Saturday, May 27, 2006

Chicago Tribune Editorial - Beyond border enforcement

Chicago Tribune Editorial - Beyond border enforcement
Copyright © 2006, Chicago Tribune
Published May 27, 2006

Back in December, the U.S. House of Representatives launched an assault on illegal immigration with a hard-line "enforcement only" bill. This week, the Senate countered with a much broader measure that nonetheless places enforcement first. Heading into negotiations aimed at fixing our dysfunctional immigration system, lawmakers agree on at least one thing: Without better enforcement, our next law will be no better than our last.

Despite all the talk about protecting our border with Mexico, it looks like the politicians have figured out something else, too. Both bills call for greater accountability in the workplace, where illegal immigrants and the people who hire them have made a mockery of the system while the government has looked the other way.

Major immigration overhauls in 1986 and 1996 failed to slow illegal immigration because the workplace was and still is virtually unpoliced. The first law, which extended amnesty to nearly 3 million illegal workers, included a short-lived promise to crack down on employers who hired undocumented workers. The second focused on beefing up border security and speeding deportations. Yet millions of immigrants have managed to enter the country illegally since those laws were passed.

They keep coming because the promise of good jobs far outweighs the risk of being caught.

The 1986 immigration law specified a number of paper documents, including passports, Social Security cards or green cards, that employers could accept as proof that a worker was legal. But those documents proved easy to counterfeit. Employers weren't responsible for ensuring the documents were valid, and the feds had neither the will nor the resources to check for violators. Employers were off the hook.

Both Senate and House bills would address that problem by requiring employers to check applicants' immigration status against an electronic screening system administered by the Department of Homeland Security. Employers would be notified within three days if an applicant wasn't authorized to work here.

Both houses also favor substantially higher fines and even jail time for employers who hire illegal immigrants.

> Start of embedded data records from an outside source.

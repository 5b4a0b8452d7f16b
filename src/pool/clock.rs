//! 可注入的时钟
//!
//! 冷却、限流窗口和 token 过期判断都通过 `Clock` 获取当前时间，
//! 测试中使用 `ManualClock` 精确控制时间流逝。

use chrono::{DateTime, Duration, Utc};
use parking_lot::Mutex;

/// 时钟抽象
pub trait Clock: Send + Sync + std::fmt::Debug {
    fn now(&self) -> DateTime<Utc>;
}

/// 系统时钟
#[derive(Debug, Clone, Copy, Default)]
pub struct SystemClock;

impl Clock for SystemClock {
    fn now(&self) -> DateTime<Utc> {
        Utc::now()
    }
}

/// 手动时钟（测试用）
#[derive(Debug)]
pub struct ManualClock {
    now: Mutex<DateTime<Utc>>,
}

impl ManualClock {
    pub fn new(start: DateTime<Utc>) -> Self {
        Self {
            now: Mutex::new(start),
        }
    }

    /// 时间前进
    pub fn advance(&self, by: Duration) {
        let mut now = self.now.lock();
        *now += by;
    }

    /// 设置当前时间
    pub fn set(&self, to: DateTime<Utc>) {
        *self.now.lock() = to;
    }
}

impl Clock for ManualClock {
    fn now(&self) -> DateTime<Utc> {
        *self.now.lock()
    }
}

Targeting the border at the expense of the workplace was never a good trade-off. Though about half of undocumented immigrants arrived here by crossing the border illegally, most of the rest entered the country on temporary visas and didn't leave when they were supposed to.

A million Border Patrol agents, standing shoulder to shoulder along the entire length of the 2,000-mile border, will not solve our immigration problem as long as there are jobs waiting for anyone who can flash a fake ID.

Enforcement might begin at the border, but it can't end there.